Raman Calibration Models for Chemical Species Determination in CO2-Loaded Aqueous MEA Solutions Using PLS and ANN Techniques

The improvement in energy efficiency is recognized as one of the significant parameters for achieving our net-zero emissions target by 2050. One exciting area for development is conventional carbon capture technologies. Current amine absorption-based systems for carbon capture operate at suboptimal conditions resulting in an efficiency loss, causing a high operational expenditure. Knowledge of qualitative and quantitative speciation of CO2-loaded alkanolamine systems and their interactions can improve the equipment design and define optimal operating conditions. This work investigates the potential of Raman spectroscopy as an in situ monitoring tool for determining chemical species concentration in the CO2-loaded aqueous monoethanolamine (MEA) solutions.
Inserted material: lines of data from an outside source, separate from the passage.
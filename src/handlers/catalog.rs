// src/handlers/catalog.rs

use std::sync::Arc;

use axum::{
    Json,
    extract::{Path, State},
    response::IntoResponse,
};

use crate::{error::AppError, models::catalog::Catalog};

/// Lists every stream with its subjects, in catalog order.
pub async fn list_streams(State(catalog): State<Arc<Catalog>>) -> impl IntoResponse {
    Json(catalog.streams().to_vec())
}

/// Lists the subjects of one stream, looked up by stream name.
pub async fn list_subjects(
    State(catalog): State<Arc<Catalog>>,
    Path(name): Path<String>,
) -> Result<impl IntoResponse, AppError> {
    let stream = catalog
        .stream(&name)
        .ok_or_else(|| AppError::NotFound(format!("Stream '{}' not found", name)))?;

    Ok(Json(stream.subjects.clone()))
}
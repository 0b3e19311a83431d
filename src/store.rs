// src/store.rs

use std::sync::{Arc, RwLock, RwLockReadGuard, RwLockWriteGuard};

use crate::{error::AppError, models::exam_code::ExamCodeRecord};

/// Append-only, in-memory collection of assigned exam codes.
///
/// Clones share the same underlying collection. Records live for the lifetime
/// of the process; there is no update or delete.
#[derive(Debug, Clone, Default)]
pub struct RecordStore {
    records: Arc<RwLock<Vec<ExamCodeRecord>>>,
}

impl RecordStore {
    pub fn new() -> Self {
        Self::default()
    }

    pub fn append(&self, record: ExamCodeRecord) -> Result<(), AppError> {
        self.write()?.push(record);
        Ok(())
    }

    /// Copy of every record in insertion order.
    pub fn snapshot(&self) -> Result<Vec<ExamCodeRecord>, AppError> {
        Ok(self.read()?.clone())
    }

    pub fn len(&self) -> Result<usize, AppError> {
        Ok(self.read()?.len())
    }

    pub fn is_empty(&self) -> Result<bool, AppError> {
        Ok(self.read()?.is_empty())
    }

    /// Runs `produce` against the current records and appends its result.
    ///
    /// The write lock is held across both steps so a record computed from the
    /// collection size is never raced by another append. Nothing is appended
    /// when `produce` fails.
    pub fn commit<F>(&self, produce: F) -> Result<ExamCodeRecord, AppError>
    where
        F: FnOnce(&[ExamCodeRecord]) -> Result<ExamCodeRecord, AppError>,
    {
        let mut records = self.write()?;
        let record = produce(&records)?;
        records.push(record.clone());
        Ok(record)
    }

    fn read(&self) -> Result<RwLockReadGuard<'_, Vec<ExamCodeRecord>>, AppError> {
        self.records
            .read()
            .map_err(|e| AppError::InternalServerError(format!("record store poisoned: {}", e)))
    }

    fn write(&self) -> Result<RwLockWriteGuard<'_, Vec<ExamCodeRecord>>, AppError> {
        self.records
            .write()
            .map_err(|e| AppError::InternalServerError(format!("record store poisoned: {}", e)))
    }
}
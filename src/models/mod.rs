// src/models/mod.rs

pub mod catalog;
pub mod exam_code;
pub mod mark_foil;
// src/report/mark_foil.rs

use std::sync::LazyLock;

use regex::Regex;

use crate::{
    config::FormHeaders,
    models::mark_foil::{FormMetadata, MarkEntry},
    report::layout::{Align, Layout, Weight},
};

pub const SUBJECT_PLACEHOLDER: &str = "ARTS/ECONOMICS";
pub const EXAM_PAPER_PLACEHOLDER: &str = "Sem - 1/ CORE-1";
pub const CONFIDENTIAL_FORM_PLACEHOLDER: &str = "12";

pub const ROW_HEIGHT: f32 = 15.0;

const TABLE_X: f32 = 20.0;
const TABLE_WIDTH: f32 = 170.0;
const LABEL_DIVIDER_X: f32 = 50.0;
const TITLE_Y: f32 = 35.0;
const TITLE_STEP: f32 = 10.0;

/// (left edge, width, text x) of the College No, In Figure and In Words cells.
const CELLS: [(f32, f32, f32); 3] = [(20.0, 60.0, 30.0), (80.0, 50.0, 90.0), (130.0, 60.0, 140.0)];

const BODY_SIZE: f32 = 12.0;
const BASELINE_OFFSET: f32 = 10.0;

static WHITESPACE: LazyLock<Regex> =
    LazyLock::new(|| Regex::new(r"\s+").expect("whitespace pattern is valid"));

/// `mark-foil-<subject, lowercased, whitespace runs as '-'>-<foil no>.pdf`
///
/// Only printable ASCII other than `"` and `\` survives, so the name can go
/// into a quoted `Content-Disposition` filename as is.
pub fn mark_foil_file_name(subject: &str, mark_foil_no: &str) -> String {
    let lowered = subject.to_lowercase();
    let slug = WHITESPACE.replace_all(&lowered, "-");
    format!(
        "mark-foil-{}-{}.pdf",
        header_safe(&slug),
        header_safe(mark_foil_no)
    )
}

fn header_safe(value: &str) -> String {
    value
        .chars()
        .filter(|c| c.is_ascii_graphic() && !matches!(c, '"' | '\\'))
        .collect()
}

/// Text printed in the EXAM/PAPER box.
pub fn exam_paper_text(metadata: &FormMetadata) -> String {
    let parts: Vec<&str> = [metadata.semester.as_str(), metadata.exam_type.as_str()]
        .into_iter()
        .filter(|s| !s.is_empty())
        .collect();
    if parts.is_empty() {
        EXAM_PAPER_PLACEHOLDER.to_string()
    } else {
        parts.join("/ ")
    }
}

fn or_placeholder<'a>(value: &'a str, placeholder: &'a str) -> &'a str {
    if value.is_empty() { placeholder } else { value }
}

/// Top of the SUBJECT box, below the title lines and institution name.
fn table_top(headers: &FormHeaders) -> f32 {
    TITLE_Y + (headers.mark_foil_title.len() + 1) as f32 * TITLE_STEP + 5.0
}

/// Top of the first entry row.
pub fn first_row_y(headers: &FormHeaders) -> f32 {
    table_top(headers) + 5.0 * ROW_HEIGHT
}

/// Lays out the mark foil for `subject` with one row per entry.
pub fn mark_foil_layout(
    headers: &FormHeaders,
    subject: &str,
    metadata: &FormMetadata,
    entries: &[MarkEntry],
) -> Layout {
    let mut layout = Layout::a4();
    let center = layout.width / 2.0;

    layout.text(
        format!(
            "CONFIDENTIAL FORM NO - {}",
            or_placeholder(&metadata.confidential_form_no, CONFIDENTIAL_FORM_PLACEHOLDER)
        ),
        center,
        20.0,
        BODY_SIZE,
        Weight::Bold,
        Align::Center,
    );

    let mut y = TITLE_Y;
    for line in headers
        .mark_foil_title
        .iter()
        .chain(std::iter::once(&headers.institution_name))
    {
        layout.text(line.as_str(), center, y, 14.0, Weight::Bold, Align::Center);
        y += TITLE_STEP;
    }

    let top = table_top(headers);
    labelled_box(
        &mut layout,
        top,
        "SUBJECT",
        or_placeholder(subject, SUBJECT_PLACEHOLDER),
    );
    labelled_box(
        &mut layout,
        top + ROW_HEIGHT,
        "EXAM/PAPER",
        &exam_paper_text(metadata),
    );

    let y = top + 2.0 * ROW_HEIGHT;
    layout.rect(TABLE_X, y, TABLE_WIDTH, ROW_HEIGHT);
    layout.text(
        format!("Mark Foil #{}", metadata.mark_foil_no),
        center,
        y + 9.0,
        BODY_SIZE,
        Weight::Bold,
        Align::Center,
    );

    let y = top + 3.0 * ROW_HEIGHT;
    layout.rect(TABLE_X, y, TABLE_WIDTH, ROW_HEIGHT);
    layout.text("Marks Secured", center, y + 9.0, BODY_SIZE, Weight::Bold, Align::Center);

    let header_y = top + 4.0 * ROW_HEIGHT;
    table_row(
        &mut layout,
        header_y,
        ["College No", "In Figure", "In Words"],
        Weight::Bold,
    );

    for (i, entry) in entries.iter().enumerate() {
        table_row(
            &mut layout,
            header_y + (i + 1) as f32 * ROW_HEIGHT,
            [
                entry.exam_code.as_str(),
                entry.marks_in_figure.as_str(),
                entry.marks_in_words.as_str(),
            ],
            Weight::Normal,
        );
    }

    layout
}

fn labelled_box(layout: &mut Layout, y: f32, label: &str, value: &str) {
    layout.rect(TABLE_X, y, TABLE_WIDTH, ROW_HEIGHT);
    layout.line(LABEL_DIVIDER_X, y, LABEL_DIVIDER_X, y + ROW_HEIGHT);
    let baseline = y + 9.0;
    layout.text(label, 22.0, baseline, BODY_SIZE, Weight::Bold, Align::Left);
    layout.text(":", 47.0, baseline, BODY_SIZE, Weight::Bold, Align::Left);
    layout.text(value, 55.0, baseline, BODY_SIZE, Weight::Bold, Align::Left);
}

fn table_row(layout: &mut Layout, y: f32, texts: [&str; 3], weight: Weight) {
    for ((x, width, text_x), text) in CELLS.into_iter().zip(texts) {
        layout.rect(x, y, width, ROW_HEIGHT);
        if !text.is_empty() {
            layout.text(text, text_x, y + BASELINE_OFFSET, BODY_SIZE, weight, Align::Left);
        }
    }
}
Experimental information on chemical speciation and vapour-liquid equilibrium was collected at a range of process parameters. Then, partial least squares (PLS) regression and an artificial neural network (ANN) were applied separately to develop two Raman species calibration models where the Kent–Eisenberg model correlated the species concentrations. The data were paired and randomly distributed into calibration and test datasets. A quantitative analysis based on the coefficient of determination (R2) and root mean squared error (RMSE) was performed to select the optimal model parameters for the PLS and ANN approach. The R2 values of above 0.90 are observed for both cases indicating that both regression techniques can satisfactorily predict species concentration. ANN models are slightly more accurate than PLS. However, PLS (being a white box model) allows the analysis of spectral variables using a weight plot.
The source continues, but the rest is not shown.